Tu es un ange ! Me dit-on en toute occasion. Mais ils n’ont donc que ça à la bouche.
Ma femme, mes amis, tous les gens que je fréquente de près ou de loin finiraient -si je n’avais la tête bien calée sur les épaules- par m’en persuader.
Mais alors si je suis un ange, il est temps de vous pencher sur mon sexe car aujourd’hui encore l’affaire reste un cold case (1).
Bref rappel historique. Le 29 mai 1453 le ciel est dégagé sur Constantinople (2) où chacun vaque à ses occupations ordinaires entrecoupées de bavardages inutiles et de surcroit en byzantin ce qui les rend incompréhensibles.
Ma la routine du moment est brutalement chamboulée par un ramdam effroyable.
C’est que les Turcs du sultan Mehmet II le conquérant assiègent la ville. Manquait plus que ça… C’est un terrible boucan. Un barouf pas possible (3). Nous dirions chez nous, où de tels évènements restent -grâce au ciel- rarissimes : c’est le bousin, la chienlit, le bordel.
L’histoire raconte que pendant que les Turcs préparaient l’attaque, les sages du pays se rependaient en colloques théologiques et que le jour de la prise de Constantinople ils discouraient tranquillou du sexe des anges… Et ainsi cette ville importante considérée comme une deuxième Rome, rempart de la chrétienté contre l’Islam, va tomber.
L’histoire aurait dû servir de leçon. Et l’on aurait pu cesser à jamais de pinailler sur leur sexe. D’autant qu’il existe bien d’autres énigmes et querelles byzantines.
Pensez-vous ! Les pères de l’Église pendant des siècles encore se sont penchés sur le sujet, très occupés à ergoter (4) et à décortiquer les Saintes Écritures.
Et pour arriver à quoi ? Je vous le demande un peu…

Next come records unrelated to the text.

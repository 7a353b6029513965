use crate::cert::record::{CertificateRecord, RecordStatus};
use crate::cert::CertificateParser;
use crate::utils::errors::{CertSyncError, RecordError};
use chrono::{DateTime, Utc};

/// Structural and expiry checks for normalized records.
pub struct Validator {
    now: DateTime<Utc>,
}

impl Validator {
    pub fn new(now: DateTime<Utc>) -> Self {
        Self { now }
    }

    /// Validate one record. Expiry is checked first and wins over structural
    /// failure; host metadata supplies `not_after` when parsing fails.
    pub fn validate(&self, record: CertificateRecord) -> CertificateRecord {
        if record.status != RecordStatus::Normalized {
            return record;
        }

        let parsed = std::str::from_utf8(&record.raw_bytes)
            .map_err(|e| CertSyncError::CertParsing(e.to_string()))
            .and_then(CertificateParser::parse_pem);

        let mut record = record;
        match parsed {
            Ok(meta) => {
                record.subject = meta.subject.clone();
                record.issuer = meta.issuer.clone();
                record.not_after = Some(meta.not_after);

                if meta.is_expired_at(self.now) {
                    return record.reject(RecordError::Expired);
                }
                if self.now < meta.not_before {
                    tracing::debug!(
                        "{}: not valid before {}",
                        record.source,
                        meta.not_before.format("%Y-%m-%d")
                    );
                }
                if !meta.is_ca {
                    tracing::debug!("{}: not marked as a CA certificate", record.source);
                }

                record.status = RecordStatus::Validated;
                record
            }
            Err(e) => {
                tracing::debug!("{}: {e}", record.source);
                if self.is_expired(&record) {
                    record.reject(RecordError::Expired)
                } else {
                    record.reject(RecordError::MalformedCertificate)
                }
            }
        }
    }

    fn is_expired(&self, record: &CertificateRecord) -> bool {
        record.not_after.is_some_and(|not_after| self.now > not_after)
    }
}

#[cfg(test)]
mod tests {
    use super::*;
    use crate::cert::normalize::normalize;
    use crate::cert::record::Encoding;
    use crate::host::RawCertificate;
    use crate::utils::pem::PemCertificate;
    use chrono::TimeZone;
    use rcgen::{CertificateParams, DnType, KeyPair};

    fn cert(cn: &str, not_after_year: i32) -> rcgen::Certificate {
        let mut params = CertificateParams::new(Vec::<String>::new()).unwrap();
        params.distinguished_name.push(DnType::CommonName, cn);
        params.not_before = rcgen::date_time_ymd(2015, 1, 1);
        params.not_after = rcgen::date_time_ymd(not_after_year, 6, 1);
        let key = KeyPair::generate().unwrap();
        params.self_signed(&key).unwrap()
    }

    fn normalized(bytes: Vec<u8>, host_not_after: Option<DateTime<Utc>>) -> CertificateRecord {
        normalize(CertificateRecord::from_raw(RawCertificate {
            raw_bytes: bytes,
            encoding_hint: Encoding::Unknown,
            subject: Some("host subject".to_string()),
            issuer: None,
            not_after: host_not_after,
            source: "test".to_string(),
        }))
    }

    fn now() -> DateTime<Utc> {
        Utc.with_ymd_and_hms(2030, 1, 1, 0, 0, 0).unwrap()
    }

    #[test]
    fn test_valid_certificate_is_validated() {
        let c = cert("Valid Root", 2040);
        let record = normalized(c.der().to_vec(), None);
        let bytes_before = record.raw_bytes.clone();

        let out = Validator::new(now()).validate(record);
        assert_eq!(out.status, RecordStatus::Validated);
        assert_eq!(out.subject, "Valid Root");
        assert_eq!(out.rejection, None);
        assert_eq!(out.raw_bytes, bytes_before);
        assert_eq!(
            out.not_after.unwrap().format("%Y-%m-%d").to_string(),
            "2040-06-01"
        );
    }

    #[test]
    fn test_expired_certificate_is_rejected() {
        let c = cert("Old Root", 2025);
        let out = Validator::new(now()).validate(normalized(c.pem().into_bytes(), None));
        assert_eq!(out.status, RecordStatus::Rejected);
        assert_eq!(out.rejection, Some(RecordError::Expired));
    }

    #[test]
    fn test_expiry_wins_over_malformed_structure() {
        // A well-formed DER envelope that is not a certificate
        let bogus = PemCertificate::from_der(&[0x30, 0x03, 0x02, 0x01, 0x05])
            .pem_data()
            .as_bytes()
            .to_vec();
        let expired_on = Utc.with_ymd_and_hms(2020, 1, 1, 0, 0, 0).unwrap();

        let out = Validator::new(now()).validate(normalized(bogus.clone(), Some(expired_on)));
        assert_eq!(out.rejection, Some(RecordError::Expired));

        let out = Validator::new(now()).validate(normalized(bogus, None));
        assert_eq!(out.rejection, Some(RecordError::MalformedCertificate));
    }

    #[test]
    fn test_parsed_expiry_overrides_host_metadata() {
        let c = cert("Renewed Root", 2040);
        let stale = Utc.with_ymd_and_hms(2020, 1, 1, 0, 0, 0).unwrap();
        let out = Validator::new(now()).validate(normalized(c.der().to_vec(), Some(stale)));
        assert_eq!(out.status, RecordStatus::Validated);
    }

    #[test]
    fn test_pending_records_are_not_validated() {
        let c = cert("Pending Root", 2040);
        let pending = CertificateRecord::from_raw(RawCertificate {
            raw_bytes: c.der().to_vec(),
            encoding_hint: Encoding::Der,
            subject: None,
            issuer: None,
            not_after: None,
            source: "test".to_string(),
        });
        let out = Validator::new(now()).validate(pending.clone());
        assert_eq!(out, pending);
    }
}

Notes de l’auteur pour une meilleure compréhension du texte.

(1)- Le sexe des anges est un sujet aussi important que non résolu. De conciles en conciles les Pères de l’Église se sont penchés sur la question. Mais ils ont finalement préféré noyer le poisson et se demander d’abord si les anges avaient un corps. Si la réponse devait se révéler positive d’autres Conciles pourraient fouiller plus avant.
Aujourd’hui la question n’est pas tranchée mais comme les Archanges Saint Michel, Raphaël ou Gabriel sont masculins, les savants pensent plutôt que l’ange est de sexe mâle. Ça n’interdit pas la possibilité pour certaines femmes d’en être aussi mais au prix d’un effort de tous les instants qu’on rencontre assez rarement de nos jours.

(2)- Il y a d’abord eu Byzance. Fondé vers 667 avant J.C. et réputé pour son luxe et ses richesses à profusion. Il faut dire que ces byzantins avaient eu le nez creux en trouvant un emplacement pour leur ville qui était la porte ouverte à toutes les fermetures pour ceux qui refusaient de payer les taxes de passage dans le détroit du Bosphore. L’idée de devoir faire le tour par la Baltique sans aucune garantie de succès en irrita plus d’un.
L’expression traditionnelle C’est Byzance ! est devenue, depuis l’augmentation du coût de la vie insuffisamment compensée par les aides de l’État, plus souvent aujourd’hui C’est pas Byzance !
En français C’est pas Byzance se traduit par C’est pas le Pérou. Et réciproquement.
Byzance est devenu Constantinople en 330 quand l’empereur romain Constantin a voulu faire son malin avant de devenir Istanbul en 1930. On se demande comment les habitants s’y retrouvent…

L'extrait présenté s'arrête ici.